Nice conspiracy theory there. A shame it doesn't add up, though. The black lives matter occupation was relatively small here, and just a show of sympathy with the US protesters. There were never mass protests here, and because our politicians knew their job, they weren't antagonized. After a week, two weeks tops, they just stopped protesting. And this was long before a second wave even started emerging, so if I wanted to play devil's advocate, I'd use those statistics to say that we need MORE black lives matter protests to reduce our covid cases.Nearly no country handled the corona crisis well, especially not Belgium. But don't forget the second covid outbreak happened shortly after all this insane black life matter protests happened. Prior to that, the situation was pretty much under control. Belgium had under 100 new cases a day, for the US this was under 20.000 and going down fast.

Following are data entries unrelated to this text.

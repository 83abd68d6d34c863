// crates/backplane-gateway/src/audit.rs
// ============================================================================
// Module: Authorization Audit
// Description: Audit sink for authorization gate decisions.
// Purpose: Record allow/deny decisions with stable reason labels.
// Dependencies: std
// ============================================================================

//! ## Overview
//! Every authorization decision passes through an audit sink so deployments
//! can ship decisions to their log pipeline. Events carry the application
//! code and a reason label only; API keys never reach the sink.

// ============================================================================
// SECTION: Decision Labels
// ============================================================================

/// Authorization decision classification.
///
/// # Invariants
/// - Variants are stable for audit labeling.
/// - No variant carries key material.
#[derive(Debug, Clone, Copy, PartialEq, Eq)]
pub enum AuthDecision {
    /// Credentials matched; request allowed.
    Allowed,
    /// Authorization header absent or unparsable.
    DeniedMalformedHeader,
    /// Username or password was empty.
    DeniedEmptyCredentials,
    /// No credential record exists for the application code.
    DeniedUnknownApp,
    /// Presented key did not match the stored key.
    DeniedKeyMismatch,
    /// Credential lookup failed; denied fail-closed.
    DeniedStoreFailure,
}

impl AuthDecision {
    /// Returns a stable label for the decision.
    #[must_use]
    pub const fn as_str(self) -> &'static str {
        match self {
            Self::Allowed => "allowed",
            Self::DeniedMalformedHeader => "denied_malformed_header",
            Self::DeniedEmptyCredentials => "denied_empty_credentials",
            Self::DeniedUnknownApp => "denied_unknown_app",
            Self::DeniedKeyMismatch => "denied_key_mismatch",
            Self::DeniedStoreFailure => "denied_store_failure",
        }
    }

    /// Returns true when the decision allows the request.
    #[must_use]
    pub const fn is_allowed(self) -> bool {
        matches!(self, Self::Allowed)
    }
}

// ============================================================================
// SECTION: Audit Interface
// ============================================================================

/// Audit sink for authorization gate decisions.
pub trait AuthAuditSink: Send + Sync {
    /// Records one authorization decision.
    ///
    /// `app_code` is the presented username when one could be parsed.
    fn record_decision(&self, app_code: Option<&str>, decision: AuthDecision);
}

/// No-op audit sink used when no backend is configured.
#[derive(Debug, Default, Clone, Copy)]
pub struct NoopAuditSink;

impl AuthAuditSink for NoopAuditSink {
    fn record_decision(&self, _app_code: Option<&str>, _decision: AuthDecision) {}
}

// ============================================================================
// SECTION: Tests
// ============================================================================

#[cfg(test)]
mod tests {
    #![allow(
        clippy::panic,
        clippy::unwrap_used,
        clippy::expect_used,
        reason = "Test-only assertions and helpers are permitted."
    )]

    use super::AuthAuditSink;
    use super::AuthDecision;
    use super::NoopAuditSink;

    #[test]
    fn only_allowed_is_allowed() {
        assert!(AuthDecision::Allowed.is_allowed());
        assert!(!AuthDecision::DeniedUnknownApp.is_allowed());
        assert!(!AuthDecision::DeniedStoreFailure.is_allowed());
    }

    #[test]
    fn noop_sink_accepts_events() {
        let sink = NoopAuditSink;
        sink.record_decision(Some("app_abc"), AuthDecision::DeniedKeyMismatch);
        sink.record_decision(None, AuthDecision::DeniedMalformedHeader);
    }
}
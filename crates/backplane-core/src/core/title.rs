// crates/backplane-core/src/core/title.rs
// ============================================================================
// Module: Backplane Title Generator
// Description: Human-friendly three-word titles for new applications.
// Purpose: Label issued credentials without an external name service.
// Dependencies: crate::core::identity
// ============================================================================

//! ## Overview
//! Registration assigns each application a readable placeholder title in the
//! `adverb adjective noun` style. Titles are labels only; uniqueness and
//! secrecy are provided by the application code and API key, never by the
//! title.

// ============================================================================
// SECTION: Imports
// ============================================================================

use crate::core::identity::RandomSourceError;
use crate::core::identity::choose;

// ============================================================================
// SECTION: Word Lists
// ============================================================================

/// Adverbs for the first title word.
const ADVERBS: &[&str] = &[
    "boldly", "briskly", "calmly", "daily", "deeply", "dimly", "early", "fondly", "gently",
    "gladly", "keenly", "lightly", "loudly", "neatly", "oddly", "openly", "plainly", "quietly",
    "rarely", "sharply", "slowly", "softly", "swiftly", "warmly",
];

/// Adjectives for the second title word.
const ADJECTIVES: &[&str] = &[
    "amber", "brave", "bright", "broad", "clever", "cool", "eager", "fair", "fleet", "golden",
    "grand", "hardy", "keen", "late", "lucid", "mellow", "noble", "pale", "quick", "rapid",
    "solid", "steady", "sturdy", "vivid",
];

/// Nouns for the final title word.
const NOUNS: &[&str] = &[
    "badger", "bison", "crane", "dolphin", "falcon", "gannet", "heron", "ibis", "jackal",
    "kestrel", "lemur", "marmot", "newt", "osprey", "otter", "pelican", "plover", "quail",
    "raven", "seal", "swift", "tern", "walrus", "wren",
];

// ============================================================================
// SECTION: Generation
// ============================================================================

/// Generates a three-word space-separated title.
///
/// # Errors
///
/// Returns [`RandomSourceError`] when the OS entropy source fails.
pub fn generate_title() -> Result<String, RandomSourceError> {
    let adverb = choose(ADVERBS)?;
    let adjective = choose(ADJECTIVES)?;
    let noun = choose(NOUNS)?;
    Ok(format!("{adverb} {adjective} {noun}"))
}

No...if you really want to know, our second wave happened because of two reasons:
1) the increase of the "bubble" to 10, 15 and perhaps even more (communication wasn't exactly clear. More importantly, it was to check "on a weekly basis", which meant you could visit 15 different people every week).
2) certain ethnic groups (of Morocans and Turkish origin) taking the rules as suggestions.
The latter is rather controversial (it's barely mentioned in the news in order not to be branded 'racist'). Either way...the second wave simply didn't follow suit with the "mass" black lives matter protests in Belgium (all...two hundred of them (?) ).
Can't say much on the US in terms of comparing covid-cases with BLM, but your cases were never going down "fast", no matter your definition (fuck...according to Fauci, you're still in your first wave). Oh, and experts also agree that reopening the economy too fast was a factor. Could be that BLM protests were also a factor, but I honestly wouldn't know. And sorry, but I don't trust you on face value on that.